◆ What you should do
Without skipping anything, write out each record below exactly.

Stored items
☆ ☆ ☆ ☆ ☆ ☆ ☆

use crate::UrlError;
use url::{Origin, Url};

/// Parses and checks a crawl root URL
///
/// The root must be absolute, use `http` or `https`, and carry a host.
///
/// # Examples
///
/// ```
/// use sitemap_crawler::url::parse_root_url;
///
/// assert!(parse_root_url("https://example.com").is_ok());
/// assert!(parse_root_url("example.com").is_err());
/// assert!(parse_root_url("ftp://example.com").is_err());
/// ```
pub fn parse_root_url(root: &str) -> Result<Url, UrlError> {
    let url = Url::parse(root.trim()).map_err(|e| UrlError::Parse(e.to_string()))?;

    if url.scheme() != "http" && url.scheme() != "https" {
        return Err(UrlError::InvalidScheme(url.scheme().to_string()));
    }

    if url.host_str().map_or(true, str::is_empty) {
        return Err(UrlError::MissingHost);
    }

    Ok(url)
}

/// Decides whether a resolved candidate URL belongs to the crawl root's origin
///
/// Only the (scheme, host, port) triple is compared. Paths, query strings and
/// trailing slashes are irrelevant here, and unparseable candidates are
/// rejected.
///
/// # Examples
///
/// ```
/// use sitemap_crawler::url::is_same_origin;
/// use url::Url;
///
/// let root = Url::parse("https://example.com/").unwrap().origin();
/// assert!(is_same_origin("https://example.com/a?b=1", &root));
/// assert!(!is_same_origin("http://example.com/a", &root));
/// assert!(!is_same_origin("https://other.com/", &root));
/// ```
pub fn is_same_origin(candidate: &str, root_origin: &Origin) -> bool {
    match Url::parse(candidate) {
        Ok(url) => url.origin() == *root_origin,
        Err(_) => false,
    }
}

#[cfg(test)]
mod tests {
    use super::*;

    fn root_origin() -> Origin {
        Url::parse("https://example.com").unwrap().origin()
    }

    #[test]
    fn test_same_origin_accepts_paths_and_queries() {
        let origin = root_origin();
        assert!(is_same_origin("https://example.com/", &origin));
        assert!(is_same_origin("https://example.com/deep/page", &origin));
        assert!(is_same_origin("https://example.com/page?x=1", &origin));
        assert!(is_same_origin("https://example.com/page#top", &origin));
    }

    #[test]
    fn test_default_port_is_same_origin() {
        assert!(is_same_origin("https://example.com:443/a", &root_origin()));
    }

    #[test]
    fn test_scheme_mismatch_rejected() {
        assert!(!is_same_origin("http://example.com/", &root_origin()));
    }

    #[test]
    fn test_port_mismatch_rejected() {
        assert!(!is_same_origin("https://example.com:8443/", &root_origin()));
    }

    #[test]
    fn test_subdomain_rejected() {
        assert!(!is_same_origin("https://www.example.com/", &root_origin()));
        assert!(!is_same_origin("https://blog.example.com/", &root_origin()));
    }

    #[test]
    fn test_opaque_origins_rejected() {
        assert!(!is_same_origin("mailto:a@example.com", &root_origin()));
        assert!(!is_same_origin("javascript:void(0)", &root_origin()));
        assert!(!is_same_origin("data:text/plain,hi", &root_origin()));
    }

    #[test]
    fn test_unparseable_rejected() {
        assert!(!is_same_origin("http://[", &root_origin()));
        assert!(!is_same_origin("", &root_origin()));
    }

    #[test]
    fn test_parse_root_url() {
        let url = parse_root_url("  https://example.com/start  ").unwrap();
        assert_eq!(url.as_str(), "https://example.com/start");

        assert!(matches!(
            parse_root_url("/relative/path"),
            Err(UrlError::Parse(_))
        ));
        assert!(matches!(
            parse_root_url("ftp://example.com/"),
            Err(UrlError::InvalidScheme(_))
        ));
        assert!(matches!(
            parse_root_url("mailto:someone@example.com"),
            Err(UrlError::InvalidScheme(_))
        ));
    }
}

☆ ☆ ☆ ☆ ☆ ☆ ☆

◆ Your response
use crate::UrlError;
use url::{Origin, Url};

/// Parses and checks a crawl root URL
///
/// The root must be absolute, use `http` or `https`, and carry a host.
///
/// # Examples
///
/// ```
/// use sitemap_crawler::url::parse_root_url;
///
/// assert!(parse_root_url("https://example.com").is_ok());
/// assert!(parse_root_url("example.com").is_err());
/// assert!(parse_root_url("ftp://example.com").is_err());
/// ```
pub fn parse_root_url(root: &str) -> Result<Url, UrlError> {
    let url = Url::parse(root.trim()).map_err(|e| UrlError::Parse(e.to_string()))?;

    if url.scheme() != "http" && url.scheme() != "https" {
        return Err(UrlError::InvalidScheme(url.scheme().to_string()));
    }

    if url.host_str().map_or(true, str::is_empty) {
        return Err(UrlError::MissingHost);
    }

    Ok(url)
}

/// Decides whether a resolved candidate URL belongs to the crawl root's origin
///
/// Only the (scheme, host, port) triple is compared. Paths, query strings and
/// trailing slashes are irrelevant here, and unparseable candidates are
/// rejected.
///
/// # Examples
///
/// ```
/// use sitemap_crawler::url::is_same_origin;
/// use url::Url;
///
/// let root = Url::parse("https://example.com/").unwrap().origin();
/// assert!(is_same_origin("https://example.com/a?b=1", &root));
/// assert!(!is_same_origin("http://example.com/a", &root));
/// assert!(!is_same_origin("https://other.com/", &root));
/// ```
pub fn is_same_origin(candidate: &str, root_origin: &Origin) -> bool {
    match Url::parse(candidate) {
        Ok(url) => url.origin() == *root_origin,
        Err(_) => false,
    }
}

#[cfg(test)]
mod tests {
    use super::*;

    fn root_origin() -> Origin {
        Url::parse("https://example.com").unwrap().origin()
    }

    #[test]
    fn test_same_origin_accepts_paths_and_queries() {
        let origin = root_origin();
        assert!(is_same_origin("https://example.com/", &origin));
        assert!(is_same_origin("https://example.com/deep/page", &origin));
        assert!(is_same_origin("https://example.com/page?x=1", &origin));
        assert!(is_same_origin("https://example.com/page#top", &origin));
    }

    #[test]
    fn test_default_port_is_same_origin() {
        assert!(is_same_origin("https://example.com:443/a", &root_origin()));
    }

    #[test]
    fn test_scheme_mismatch_rejected() {
        assert!(!is_same_origin("http://example.com/", &root_origin()));
    }

    #[test]
    fn test_port_mismatch_rejected() {
        assert!(!is_same_origin("https://example.com:8443/", &root_origin()));
    }

    #[test]
    fn test_subdomain_rejected() {
        assert!(!is_same_origin("https://www.example.com/", &root_origin()));
        assert!(!is_same_origin("https://blog.example.com/", &root_origin()));
    }

    #[test]
    fn test_opaque_origins_rejected() {
        assert!(!is_same_origin("mailto:a@example.com", &root_origin()));
        assert!(!is_same_origin("javascript:void(0)", &root_origin()));
        assert!(!is_same_origin("data:text/plain,hi", &root_origin()));
    }

    #[test]
    fn test_unparseable_rejected() {
        assert!(!is_same_origin("http://[", &root_origin()));
        assert!(!is_same_origin("", &root_origin()));
    }

    #[test]
    fn test_parse_root_url() {
        let url = parse_root_url("  https://example.com/start  ").unwrap();
        assert_eq!(url.as_str(), "https://example.com/start");

        assert!(matches!(
            parse_root_url("/relative/path"),
            Err(UrlError::Parse(_))
        ));
        assert!(matches!(
            parse_root_url("ftp://example.com/"),
            Err(UrlError::InvalidScheme(_))
        ));
        assert!(matches!(
            parse_root_url("mailto:someone@example.com"),
            Err(UrlError::InvalidScheme(_))
        ));
    }
}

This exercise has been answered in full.